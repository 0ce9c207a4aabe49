use sea_orm_migration::{prelude::*, schema::*};

#[derive(DeriveMigrationName)]
pub struct Migration;

#[async_trait::async_trait]
impl MigrationTrait for Migration {
    async fn up(&self, manager: &SchemaManager) -> Result<(), DbErr> {
        manager
            .create_table(
                Table::create()
                    .table(Stores::Table)
                    .if_not_exists()
                    .col(pk_uuid(Stores::Id))
                    .col(string(Stores::Name))
                    .col(string(Stores::Slug))
                    .col(text(Stores::Address))
                    .col(string(Stores::Phone))
                    .col(integer(Stores::OperationalTimeStart))
                    .col(integer(Stores::OperationalTimeEnd))
                    .col(
                        timestamp_with_time_zone(Stores::CreatedAt)
                            .default(Expr::current_timestamp()),
                    )
                    .col(timestamp_with_time_zone_null(Stores::UpdatedAt))
                    .to_owned(),
            )
            .await?;

        // Slugs are derived from names and may repeat, so this is not unique.
        manager
            .create_index(
                Index::create()
                    .name("idx_stores_slug")
                    .table(Stores::Table)
                    .col(Stores::Slug)
                    .to_owned(),
            )
            .await?;

        Ok(())
    }

    async fn down(&self, manager: &SchemaManager) -> Result<(), DbErr> {
        manager
            .drop_table(Table::drop().table(Stores::Table).to_owned())
            .await
    }
}

#[derive(DeriveIden)]
pub(crate) enum Stores {
    Table,
    Id,
    Name,
    Slug,
    Address,
    Phone,
    OperationalTimeStart,
    OperationalTimeEnd,
    CreatedAt,
    UpdatedAt,
}
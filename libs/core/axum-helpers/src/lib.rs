//! # Axum Helpers
//!
//! Shared HTTP plumbing for the store service.
//!
//! ## Modules
//!
//! - **[`response`]**: the `{code, message, data}` envelope
//! - **[`errors`]**: error code registry and [`AppError`]
//! - **[`extractors`]**: UUID path extractor
//! - **[`http`]**: CORS and security headers
//! - **[`server`]**: router assembly, health checks, graceful shutdown

pub mod errors;
pub mod extractors;
pub mod http;
pub mod response;
pub mod server;

pub use errors::{AppError, ErrorCode};
pub use extractors::UuidPath;
pub use response::ApiResponse;
pub use server::{
    create_production_app, create_router, health_router, run_health_checks, HealthCheckFuture,
    ShutdownCoordinator,
};
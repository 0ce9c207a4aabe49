//! UUID path parameter extractor.

use crate::errors::AppError;
use axum::{
    extract::{FromRequestParts, Path},
    http::request::Parts,
};
use uuid::Uuid;

/// Parses the single path segment as a UUID, rejecting with an
/// `INVALID_UUID` envelope otherwise.
///
/// ```ignore
/// async fn delete_product(UuidPath(id): UuidPath) -> ... { }
/// let app = Router::new().route("/products/{id}", delete(delete_product));
/// ```
#[derive(Debug, Clone, Copy)]
pub struct UuidPath(pub Uuid);

impl<S> FromRequestParts<S> for UuidPath
where
    S: Send + Sync,
{
    type Rejection = AppError;

    async fn from_request_parts(parts: &mut Parts, state: &S) -> Result<Self, Self::Rejection> {
        let Path(raw) = Path::<String>::from_request_parts(parts, state).await?;

        Uuid::parse_str(&raw)
            .map(UuidPath)
            .map_err(|_| AppError::InvalidUuid(raw))
    }
}

#[cfg(test)]
mod tests {
    use super::*;
    use axum::{body::Body, http::Request, http::StatusCode, routing::get, Router};
    use tower::ServiceExt;

    async fn echo(UuidPath(id): UuidPath) -> String {
        id.to_string()
    }

    fn app() -> Router {
        Router::new().route("/items/{id}", get(echo))
    }

    #[tokio::test]
    async fn test_valid_uuid_is_extracted() {
        let id = Uuid::now_v7();
        let response = app()
            .oneshot(Request::get(format!("/items/{id}")).body(Body::empty()).unwrap())
            .await
            .unwrap();
        assert_eq!(response.status(), StatusCode::OK);
    }

    #[tokio::test]
    async fn test_invalid_uuid_is_bad_request() {
        let response = app()
            .oneshot(Request::get("/items/not-a-uuid").body(Body::empty()).unwrap())
            .await
            .unwrap();
        assert_eq!(response.status(), StatusCode::BAD_REQUEST);
    }
}
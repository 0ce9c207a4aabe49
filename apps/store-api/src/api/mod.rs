use axum::Router;

pub mod health;
pub mod stores;

/// API routes without the `/api` prefix; `create_router` adds it.
///
/// The returned router is stateless: the domain router applies its own state.
pub fn routes(state: &crate::state::AppState) -> Router {
    Router::new().merge(stores::router(state))
}

/// `/ready`, probing the database. Merged next to the stateless app router.
pub fn ready_router(state: crate::state::AppState) -> Router {
    use axum::routing::get;

    Router::new()
        .route("/ready", get(health::ready_handler))
        .with_state(state)
}
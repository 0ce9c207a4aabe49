//! Stores Domain
//!
//! Stores and the products they sell, served over HTTP with a uniform
//! `{code, message, data}` envelope.
//!
//! # Architecture
//!
//! ```text
//! ┌─────────────┐
//! │  Handlers   │  ← HTTP endpoints under /stores and /products
//! └──────┬──────┘
//!        │
//! ┌──────▼──────┐
//! │   Service   │  ← Validation, product → store joins, list+count fan-out
//! └──────┬──────┘
//!        │
//! ┌──────▼──────┐
//! │ Repository  │  ← Trait + in-memory and Postgres implementations
//! └──────┬──────┘
//!        │
//! ┌──────▼──────┐
//! │   Models    │  ← Entities, requests, query and pagination types
//! └─────────────┘
//! ```
//!
//! # Usage
//!
//! ```rust,no_run
//! use domain_stores::{handlers, InMemoryStoreRepository, StoreService};
//!
//! let repository = InMemoryStoreRepository::new();
//! let service = StoreService::new(repository);
//!
//! // Serves /stores/... and /products/...
//! let router = handlers::router(service);
//! ```

pub mod entity;
pub mod error;
pub mod handlers;
pub mod models;
pub mod pagination;
pub mod postgres;
pub mod query;
pub mod repository;
pub mod service;
pub mod slug;

pub use error::{StoreError, StoreResult};
pub use handlers::{ProductsApiDoc, StoresApiDoc};
pub use models::{Product, ProductRequest, Store, StoreRequest};
pub use pagination::{Paginated, Pagination};
pub use postgres::PgStoreRepository;
pub use query::{ProductQuery, SearchFilterPagination, SortBy, SortDirection};
pub use repository::{InMemoryStoreRepository, StoreRepository};
pub use service::StoreService;
pub mod codes;
pub mod handlers;
pub mod responses;

pub use codes::ErrorCode;

use axum::{
    extract::rejection::{JsonRejection, PathRejection, QueryRejection},
    response::{IntoResponse, Response},
};
use thiserror::Error;

use crate::response::ApiResponse;

/// Application error rendered as an [`ApiResponse`] envelope.
///
/// Domain errors convert into this type, and so do axum extractor rejections,
/// so malformed bodies and query strings get the same envelope as a failed
/// validation.
#[derive(Debug, Error)]
#[non_exhaustive]
pub enum AppError {
    #[error("Bad Request: {0}")]
    BadRequest(String),

    #[error("Not Found: {0}")]
    NotFound(String),

    #[error("Internal Server Error: {0}")]
    InternalServerError(String),

    #[error("Invalid UUID: {0}")]
    InvalidUuid(String),

    #[error("JSON extraction error: {0}")]
    JsonRejection(#[from] JsonRejection),

    #[error("Query extraction error: {0}")]
    QueryRejection(#[from] QueryRejection),

    #[error("Path extraction error: {0}")]
    PathRejection(#[from] PathRejection),
}

impl AppError {
    pub fn code(&self) -> ErrorCode {
        match self {
            AppError::BadRequest(_)
            | AppError::JsonRejection(_)
            | AppError::QueryRejection(_)
            | AppError::PathRejection(_) => ErrorCode::BadRequest,
            AppError::InvalidUuid(_) => ErrorCode::InvalidUuid,
            AppError::NotFound(_) => ErrorCode::NotFound,
            AppError::InternalServerError(_) => ErrorCode::InternalError,
        }
    }

    fn into_message(self) -> String {
        match self {
            AppError::BadRequest(msg)
            | AppError::NotFound(msg)
            | AppError::InternalServerError(msg) => msg,
            AppError::InvalidUuid(raw) => format!("invalid id: {raw}"),
            AppError::JsonRejection(e) => e.body_text(),
            AppError::QueryRejection(e) => e.body_text(),
            AppError::PathRejection(e) => e.body_text(),
        }
    }
}

impl IntoResponse for AppError {
    fn into_response(self) -> Response {
        let code = self.code();
        let message = self.into_message();

        if code == ErrorCode::InternalError {
            tracing::error!(error_code = code.code(), "Internal server error: {}", message);
        } else {
            tracing::info!(error_code = code.code(), error = %code, "{}", message);
        }

        ApiResponse::error(code, message).into_response()
    }
}

#[cfg(test)]
mod tests {
    use super::*;
    use axum::http::StatusCode;

    #[test]
    fn test_app_error_codes() {
        assert_eq!(AppError::BadRequest("x".into()).code(), ErrorCode::BadRequest);
        assert_eq!(AppError::NotFound("x".into()).code(), ErrorCode::NotFound);
        assert_eq!(
            AppError::InternalServerError("x".into()).code(),
            ErrorCode::InternalError
        );
        assert_eq!(AppError::InvalidUuid("x".into()).code(), ErrorCode::InvalidUuid);
    }

    #[test]
    fn test_not_found_renders_404() {
        let response = AppError::NotFound("product not found".into()).into_response();
        assert_eq!(response.status(), StatusCode::NOT_FOUND);
    }

    #[test]
    fn test_internal_error_renders_500() {
        let response = AppError::InternalServerError("pool timed out".into()).into_response();
        assert_eq!(response.status(), StatusCode::INTERNAL_SERVER_ERROR);
    }

    #[test]
    fn test_invalid_uuid_message_names_the_input() {
        let err = AppError::InvalidUuid("abc".into());
        assert_eq!(err.into_message(), "invalid id: abc");
    }
}
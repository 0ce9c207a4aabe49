use core_config::{AppInfo, FromEnv, app_info, env_parse, server::ServerConfig};
use database::{RetryConfig, postgres::PostgresConfig};

pub use core_config::Environment;

/// Application configuration, composed from the shared config components
#[derive(Clone, Debug)]
pub struct Config {
    pub app: AppInfo,
    pub database: PostgresConfig,
    /// Startup connect policy (`DB_CONNECT_ATTEMPTS`, `DB_RETRY_*_DELAY_MS`)
    pub db_retry: RetryConfig,
    pub server: ServerConfig,
    pub environment: Environment,
    /// Apply pending migrations before serving (`RUN_MIGRATIONS`, default true)
    pub run_migrations: bool,
}

impl Config {
    pub fn from_env() -> eyre::Result<Self> {
        let environment = Environment::from_env();
        let database = PostgresConfig::from_env()?; // DATABASE_URL is required
        let db_retry = RetryConfig::from_env()?;
        let server = ServerConfig::from_env()?; // HOST=0.0.0.0, PORT=8080 by default
        let run_migrations = env_parse("RUN_MIGRATIONS", "true")?;

        Ok(Self {
            app: app_info!(),
            database,
            db_retry,
            server,
            environment,
            run_migrations,
        })
    }
}
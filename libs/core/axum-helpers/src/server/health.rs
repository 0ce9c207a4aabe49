use axum::{
    extract::State,
    http::StatusCode,
    response::{IntoResponse, Response},
    routing::get,
    Json, Router,
};
use core_config::AppInfo;
use futures::future::join_all;
use serde::Serialize;
use serde_json::{json, Map, Value};
use std::future::Future;
use std::pin::Pin;

#[derive(Serialize)]
pub struct HealthResponse {
    pub status: &'static str,
    pub name: &'static str,
    pub version: &'static str,
}

/// A named dependency probe for `/ready`.
pub type HealthCheckFuture<'a> = Pin<Box<dyn Future<Output = Result<(), String>> + Send + 'a>>;

/// Runs the probes concurrently.
///
/// Returns 200 with `{"status": "ready", "<name>": "connected", ...}` when all
/// pass, 503 with `"not ready"` and the failing probes marked `"disconnected"`
/// otherwise.
pub async fn run_health_checks(checks: Vec<(&str, HealthCheckFuture<'_>)>) -> (StatusCode, Json<Value>) {
    let (names, futures): (Vec<_>, Vec<_>) = checks.into_iter().unzip();
    let results = join_all(futures).await;

    let mut body = Map::new();
    let mut all_healthy = true;

    for (name, result) in names.into_iter().zip(results) {
        let state = match result {
            Ok(()) => "connected",
            Err(e) => {
                tracing::error!(check = name, error = %e, "Readiness check failed");
                all_healthy = false;
                "disconnected"
            }
        };
        body.insert(name.to_string(), json!(state));
    }

    body.insert(
        "status".to_string(),
        json!(if all_healthy { "ready" } else { "not ready" }),
    );

    let status = if all_healthy {
        StatusCode::OK
    } else {
        StatusCode::SERVICE_UNAVAILABLE
    };

    (status, Json(Value::Object(body)))
}

/// Liveness: 200 while the process is serving.
pub async fn health_handler(State(app): State<AppInfo>) -> Response {
    let response = HealthResponse {
        status: "healthy",
        name: app.name,
        version: app.version,
    };

    (StatusCode::OK, Json(response)).into_response()
}

/// Router exposing `GET /health`.
pub fn health_router(app_info: AppInfo) -> Router {
    Router::new()
        .route("/health", get(health_handler))
        .with_state(app_info)
}
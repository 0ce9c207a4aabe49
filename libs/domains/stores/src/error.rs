use axum::response::{IntoResponse, Response};
use axum_helpers::AppError;
use thiserror::Error;

#[derive(Debug, Error, PartialEq, Eq)]
pub enum StoreError {
    #[error("Invalid input: {0}")]
    BadRequest(String),

    #[error("Not found: {0}")]
    NotFound(String),

    #[error("Internal error: {0}")]
    Internal(String),
}

pub type StoreResult<T> = Result<T, StoreError>;

impl StoreError {
    pub fn store_not_found() -> Self {
        StoreError::NotFound("store not found".to_string())
    }

    pub fn product_not_found() -> Self {
        StoreError::NotFound("product not found".to_string())
    }
}

impl From<sea_orm::DbErr> for StoreError {
    fn from(err: sea_orm::DbErr) -> Self {
        StoreError::Internal(err.to_string())
    }
}

/// Convert StoreError to AppError for standardized error responses
impl From<StoreError> for AppError {
    fn from(err: StoreError) -> Self {
        match err {
            StoreError::BadRequest(msg) => AppError::BadRequest(msg),
            StoreError::NotFound(msg) => AppError::NotFound(msg),
            StoreError::Internal(msg) => AppError::InternalServerError(msg),
        }
    }
}

impl IntoResponse for StoreError {
    fn into_response(self) -> Response {
        let app_error: AppError = self.into();
        app_error.into_response()
    }
}

#[cfg(test)]
mod tests {
    use super::*;
    use axum::http::StatusCode;

    #[test]
    fn test_status_per_kind() {
        let cases = [
            (StoreError::BadRequest("missing name".into()), StatusCode::BAD_REQUEST),
            (StoreError::store_not_found(), StatusCode::NOT_FOUND),
            (StoreError::Internal("connection reset".into()), StatusCode::INTERNAL_SERVER_ERROR),
        ];

        for (err, status) in cases {
            assert_eq!(err.into_response().status(), status);
        }
    }

    #[test]
    fn test_db_error_is_internal_with_driver_message() {
        let err: StoreError = sea_orm::DbErr::Custom("relation does not exist".into()).into();
        match err {
            StoreError::Internal(msg) => assert!(msg.contains("relation does not exist")),
            other => panic!("expected Internal, got {other:?}"),
        }
    }
}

______

WORK TO COMPLETE. Provide the count of lines holding the word "extractors" in these entries, and no other words.

ANSWER TO THE EXERCISE. 3